En fait, ce livre pourrait intéresser tous les passionnés de lectures, les passionnés de langues étrangères, et  tous les curieux en général, . 

Mais bon, trêve de bavardage inutile et venons en à ce fantastique livre de Nicolas Richard. Ce traducteur reconnu a commencé à traduire des textes, il y a 30 ans, et il a commencé par hasard, en voulant faire découvrir les poèmes d'un de ses auteurs préférés, Richard Brautigan: les poèmes du monsieur n'étaient alors pas traduit en français. Il décide donc de s'y coller. Et c'est comme ça que tout commence. 

Tout d'abord, ce livre est un véritable jeu.(Un jeu dont Nicolas explique les règles dans une petite introduction. Ah! petit conseil: il est préférable d'avoir une petite base en anglais pour pouvoir jouer à ce "livre jeu", l'auteur parsemant son texte de citations anglaises des romans traduits. Mais attention, pas de panique: un anglais de base niveau collège-lycée, suffit. Car les phrases anglaises que Nicolas Richard parsème dans le livre, sont toujours retranscrites dans leur traduction. Après, il est toujours plus drôle de se faire sa propre traduction d'une phrase et voir au final ce que le traducteur à choisi. Ensuite, vous pourrez comparer avec celle que vous aviez en tête).  Constitué de notices tenues par Nicolas toutes ces années et qui  sont regroupés par auteurs dont il a traduit certains livres, de ses débuts dans les années 90 jusqu'à aujourd'hui, le lecteur se ballade entre les notices et en apprend un peu plus sur les astuces que le traducteur essaie de trouver pour se sortir de petits pièges que peut recéler certains textes. Un traducteur doit être avant tout curieux sur tous les sujets, car il peut les rencontrer dans un livre: par exemple quand un roman parle de pêche et que le traducteur n'y connait rien,  il va alors, se documenter pour savoir de quoi l'auteur parle, pour trouver le bon mot ou la bonne formule en français. Parfois, il va demander l'aide d'une personne qui s'y connait dans ce sujet.
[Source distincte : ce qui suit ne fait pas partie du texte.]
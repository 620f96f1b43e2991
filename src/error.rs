use std::path::PathBuf;
use std::process::ExitStatus;
use thiserror::Error;

#[derive(Debug, Error)]
pub enum ConvertError {
    #[error("failed to scan {}: {source}", dir.display())]
    Scan {
        dir: PathBuf,
        #[source]
        source: std::io::Error,
    },

    #[error("could not start converter `{program}`: {source}")]
    Spawn {
        program: String,
        #[source]
        source: std::io::Error,
    },

    #[error("converter `{program}` exited with {status} on {}", input.display())]
    Failed {
        program: String,
        input: PathBuf,
        status: ExitStatus,
    },
}

#[derive(Debug, Error)]
pub enum CatalogError {
    #[error("Expected {expected} components in text expression at measure {measure}, got {got}. Raw content: {raw}")]
    ComponentCount {
        measure: u32,
        expected: usize,
        got: usize,
        raw: String,
    },

    #[error("At measure {measure}, expected component at index {index} to start with '{header}', got '{got}'.")]
    Header {
        measure: u32,
        index: usize,
        header: &'static str,
        got: String,
    },

    #[error("line {line}: {reason}")]
    Listing { line: usize, reason: String },

    #[error("no figures found")]
    Empty,

    #[error("figure starting at measure {start} does not follow the previous start {previous}")]
    Unordered { previous: u32, start: u32 },

    #[error("figure starts at measure {start}, beyond the last measure {last}")]
    OutOfRange { start: u32, last: u32 },

    #[error("unexpected data header: {0}")]
    BadHeader(String),

    #[error(transparent)]
    Io(#[from] std::io::Error),
}
//! Catalog administration and the shopper-facing product list.

use rust_decimal::Decimal;
use serde::Serialize;
use std::collections::HashMap;
use std::sync::Arc;
use tracing::info;
use uuid::Uuid;

use crate::domain::aggregates::{Category, NewProduct, Product};
use crate::domain::pricing::{effective_price, EffectivePrice};
use crate::domain::value_objects::Offer;
use crate::store::{Store, StoreTx};
use crate::{EcommerceError, Result};

/// Fields to change on a category. `None` leaves a field as it is; the inner
/// `None` of `offer` clears the offer.
#[derive(Clone, Debug, Default)]
pub struct CategoryPatch {
    pub name: Option<String>,
    pub offer: Option<Option<Offer>>,
}

#[derive(Clone, Debug, Default)]
pub struct ProductPatch {
    pub name: Option<String>,
    pub description: Option<String>,
    pub price: Option<Decimal>,
    pub quantity: Option<i32>,
    pub category_id: Option<Uuid>,
    pub color: Option<Option<String>>,
    pub image_urls: Option<Vec<String>>,
    pub status: Option<Option<String>>,
    pub offer: Option<Option<Offer>>,
}

/// A listed product with the price a shopper pays for it.
#[derive(Clone, Debug, Serialize)]
pub struct ProductListing {
    #[serde(flatten)]
    pub product: Product,
    pub category_name: String,
    pub effective_price: EffectivePrice,
}

#[derive(Clone)]
pub struct CatalogService {
    store: Arc<dyn Store>,
}

fn required_name(name: &str, what: &str) -> Result<String> {
    let name = name.trim();
    if name.is_empty() {
        return Err(EcommerceError::validation(format!("{what} name is required")));
    }
    Ok(name.to_string())
}

fn check_product_fields(price: Decimal, quantity: i32) -> Result<()> {
    if price <= Decimal::ZERO {
        return Err(EcommerceError::validation("price must be greater than 0"));
    }
    if quantity < 0 {
        return Err(EcommerceError::validation("quantity cannot be negative"));
    }
    Ok(())
}

/// A product together with its category, if both are listed.
pub(crate) async fn listed_product(tx: &mut dyn StoreTx, product_id: Uuid) -> Result<(Product, Category)> {
    let product = tx
        .product(product_id)
        .await?
        .filter(|p| p.is_listed)
        .ok_or_else(|| EcommerceError::not_found("product"))?;
    let category = tx
        .category(product.category_id)
        .await?
        .filter(|c| c.is_listed)
        .ok_or_else(|| EcommerceError::not_found("category"))?;
    Ok((product, category))
}

impl CatalogService {
    pub fn new(store: Arc<dyn Store>) -> Self { Self { store } }

    pub async fn create_category(&self, name: &str, offer: Option<Offer>) -> Result<Category> {
        let category = Category::create(required_name(name, "category")?, offer);

        let mut tx = self.store.begin().await?;
        if tx.category_by_name(&category.name).await?.is_some() {
            return Err(EcommerceError::Conflict("category already exists".into()));
        }
        tx.save_category(&category).await?;
        tx.commit().await?;

        info!(category_id = %category.id, name = %category.name, "category created");
        Ok(category)
    }

    pub async fn edit_category(&self, id: Uuid, patch: CategoryPatch) -> Result<Category> {
        let mut tx = self.store.begin().await?;
        let mut category = tx.category(id).await?.ok_or_else(|| EcommerceError::not_found("category"))?;

        if let Some(name) = patch.name {
            let name = required_name(&name, "category")?;
            if tx.category_by_name(&name).await?.is_some_and(|c| c.id != id) {
                return Err(EcommerceError::Conflict("category already exists".into()));
            }
            category.name = name;
        }
        if let Some(offer) = patch.offer {
            category.offer = offer;
        }
        category.touch();

        tx.save_category(&category).await?;
        tx.commit().await?;
        Ok(category)
    }

    pub async fn toggle_category_listing(&self, id: Uuid) -> Result<Category> {
        let mut tx = self.store.begin().await?;
        let mut category = tx.category(id).await?.ok_or_else(|| EcommerceError::not_found("category"))?;
        category.toggle_listing();
        tx.save_category(&category).await?;
        tx.commit().await?;

        info!(category_id = %id, listed = category.is_listed, "category listing changed");
        Ok(category)
    }

    pub async fn categories(&self) -> Result<Vec<Category>> {
        let mut tx = self.store.begin().await?;
        Ok(tx.categories().await?)
    }

    pub async fn create_product(&self, new: NewProduct) -> Result<Product> {
        let name = required_name(&new.name, "product")?;
        check_product_fields(new.price, new.quantity)?;

        let mut tx = self.store.begin().await?;
        tx.category(new.category_id).await?.ok_or_else(|| EcommerceError::not_found("category"))?;
        if tx.product_by_name(&name).await?.is_some() {
            return Err(EcommerceError::Conflict("product already exists".into()));
        }

        let product = Product::create(NewProduct { name, ..new });
        tx.save_product(&product).await?;
        tx.commit().await?;

        info!(product_id = %product.id, name = %product.name, "product created");
        Ok(product)
    }

    pub async fn edit_product(&self, id: Uuid, patch: ProductPatch) -> Result<Product> {
        let mut tx = self.store.begin().await?;
        let mut product = tx.product_for_update(id).await?.ok_or_else(|| EcommerceError::not_found("product"))?;

        if let Some(name) = patch.name {
            let name = required_name(&name, "product")?;
            if tx.product_by_name(&name).await?.is_some_and(|p| p.id != id) {
                return Err(EcommerceError::Conflict("product already exists".into()));
            }
            product.name = name;
        }
        if let Some(category_id) = patch.category_id {
            tx.category(category_id).await?.ok_or_else(|| EcommerceError::not_found("category"))?;
            product.category_id = category_id;
        }
        if let Some(description) = patch.description { product.description = description; }
        if let Some(price) = patch.price { product.price = price; }
        if let Some(quantity) = patch.quantity { product.quantity = quantity; }
        if let Some(color) = patch.color { product.color = color; }
        if let Some(image_urls) = patch.image_urls { product.image_urls = image_urls; }
        if let Some(status) = patch.status { product.status = status; }
        if let Some(offer) = patch.offer { product.offer = offer; }
        check_product_fields(product.price, product.quantity)?;
        product.touch();

        tx.save_product(&product).await?;
        tx.commit().await?;
        Ok(product)
    }

    pub async fn toggle_product_listing(&self, id: Uuid) -> Result<Product> {
        let mut tx = self.store.begin().await?;
        let mut product = tx.product_for_update(id).await?.ok_or_else(|| EcommerceError::not_found("product"))?;
        product.toggle_listing();
        tx.save_product(&product).await?;
        tx.commit().await?;

        info!(product_id = %id, listed = product.is_listed, "product listing changed");
        Ok(product)
    }

    /// Every product, listed or not.
    pub async fn all_products(&self) -> Result<Vec<Product>> {
        let mut tx = self.store.begin().await?;
        Ok(tx.products().await?)
    }

    /// Listed products in listed categories, newest first.
    pub async fn list_products(&self) -> Result<Vec<ProductListing>> {
        let mut tx = self.store.begin().await?;
        let categories: HashMap<Uuid, Category> = tx
            .categories()
            .await?
            .into_iter()
            .filter(|c| c.is_listed)
            .map(|c| (c.id, c))
            .collect();

        Ok(tx
            .products()
            .await?
            .into_iter()
            .filter(|p| p.is_listed)
            .filter_map(|product| {
                let category = categories.get(&product.category_id)?;
                let effective_price = effective_price(&product, category);
                Some(ProductListing { category_name: category.name.clone(), effective_price, product })
            })
            .collect())
    }

    pub async fn product(&self, id: Uuid) -> Result<ProductListing> {
        let mut tx = self.store.begin().await?;
        let (product, category) = listed_product(&mut *tx, id).await?;
        let effective_price = effective_price(&product, &category);
        Ok(ProductListing { category_name: category.name, effective_price, product })
    }
}

#[cfg(test)]
mod tests {
    use super::*;
    use crate::domain::value_objects::DiscountKind;
    use crate::store::MemoryStore;

    fn dec(v: i64) -> Decimal { Decimal::new(v, 0) }

    fn service() -> CatalogService { CatalogService::new(Arc::new(MemoryStore::new())) }

    fn lamp(category_id: Uuid) -> NewProduct {
        NewProduct { name: "Desk Lamp".into(), price: dec(400), quantity: 4, category_id, ..Default::default() }
    }

    #[tokio::test]
    async fn test_category_names_are_unique_ignoring_case() {
        let catalog = service();
        catalog.create_category("Lighting", None).await.unwrap();
        let err = catalog.create_category(" lighting ", None).await.unwrap_err();
        assert!(matches!(err, EcommerceError::Conflict(_)));
    }

    #[tokio::test]
    async fn test_create_product_requires_category() {
        let catalog = service();
        let err = catalog.create_product(lamp(Uuid::now_v7())).await.unwrap_err();
        assert!(matches!(err, EcommerceError::NotFound(_)));
    }

    #[tokio::test]
    async fn test_create_product_rejects_bad_price() {
        let catalog = service();
        let category = catalog.create_category("Lighting", None).await.unwrap();
        let err = catalog
            .create_product(NewProduct { price: Decimal::ZERO, ..lamp(category.id) })
            .await
            .unwrap_err();
        assert!(matches!(err, EcommerceError::Validation(_)));
    }

    #[tokio::test]
    async fn test_listing_hides_unlisted_and_applies_offers() {
        let catalog = service();
        let offer = Offer::new(DiscountKind::Percentage, dec(25)).unwrap();
        let category = catalog.create_category("Lighting", Some(offer)).await.unwrap();
        let desk = catalog.create_product(lamp(category.id)).await.unwrap();
        let hidden = catalog
            .create_product(NewProduct { name: "Floor Lamp".into(), ..lamp(category.id) })
            .await
            .unwrap();
        catalog.toggle_product_listing(hidden.id).await.unwrap();

        let listings = catalog.list_products().await.unwrap();
        assert_eq!(listings.len(), 1);
        assert_eq!(listings[0].product.id, desk.id);
        assert_eq!(listings[0].effective_price.price, dec(300));

        catalog.toggle_category_listing(category.id).await.unwrap();
        assert!(catalog.list_products().await.unwrap().is_empty());
    }

    #[tokio::test]
    async fn test_edit_product_clears_offer() {
        let catalog = service();
        let category = catalog.create_category("Lighting", None).await.unwrap();
        let offer = Offer::new(DiscountKind::Fixed, dec(50)).unwrap();
        let product = catalog.create_product(NewProduct { offer: Some(offer), ..lamp(category.id) }).await.unwrap();

        let edited = catalog
            .edit_product(product.id, ProductPatch { offer: Some(None), quantity: Some(9), ..Default::default() })
            .await
            .unwrap();
        assert_eq!(edited.offer, None);
        assert_eq!(edited.quantity, 9);
        assert_eq!(edited.price, dec(400));
    }
}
Autre exemple, quand il doit traduire un livre qui parle d'un procès ou de politique américaine, il va alors se renseigner sur les arcanes du pouvoir américain pour retranscrire au plus juste le texte et le rendre passionnant pour le lecteur français. Ou alors, directement demander des explications à l'auteur lui-même pour essayer de savoir à quoi il a fait référence. 

Car oui, certaines références d'une culture ne se retrouve pas dans la nôtre. C'est alors au traducteur de chercher une équivalence dans notre pays afin que le lecteur s'y retrouve. 

Parfois, il y a aussi des choix à faire sur certains mots, surtout concernant certains jeux de mots, parfois intraduisible d'une lange à une autre. Il y a aussi le choix de la langue: exemple, dans la notice de James Crumley, auteur de polar noir, Nicolas Richard explique qu'il a utilisé "un argot saturé de crème indigeste, trop sucré, trop grasse", là où il n'y avait qu'un langage familier dans le texte original. Et l'auteur d'expliquer qu'il avait probablement été influencé par les traductions des romans de Chandler et autres auteurs de polars, traduit dans les années 50. (Eh oui, le traducteur fait un choix qu'un autre traducteur ne ferait peut être pas. Et l'exemple le plus frappant est la traduction des premiers tomes de "Game Of Thrones": l'action se passant dans un univers fantasy plutôt médiéval, le traducteur Jean Sola décida d'utiliser certains termes médiévaux pour sa traduction, la rendant parfois complexe à lire pour certains lecteurs, là où George Martin à un langage plus moderne. A partir du tome 5, changement de traducteur. Le nouveau traducteur décide de revenir au plus près du style original et met donc fin à  cette langue un peu médiéval que le premier traducteur avait mis en place). Mais je m'égare encore une fois. Revenons à Nicolas Richard. 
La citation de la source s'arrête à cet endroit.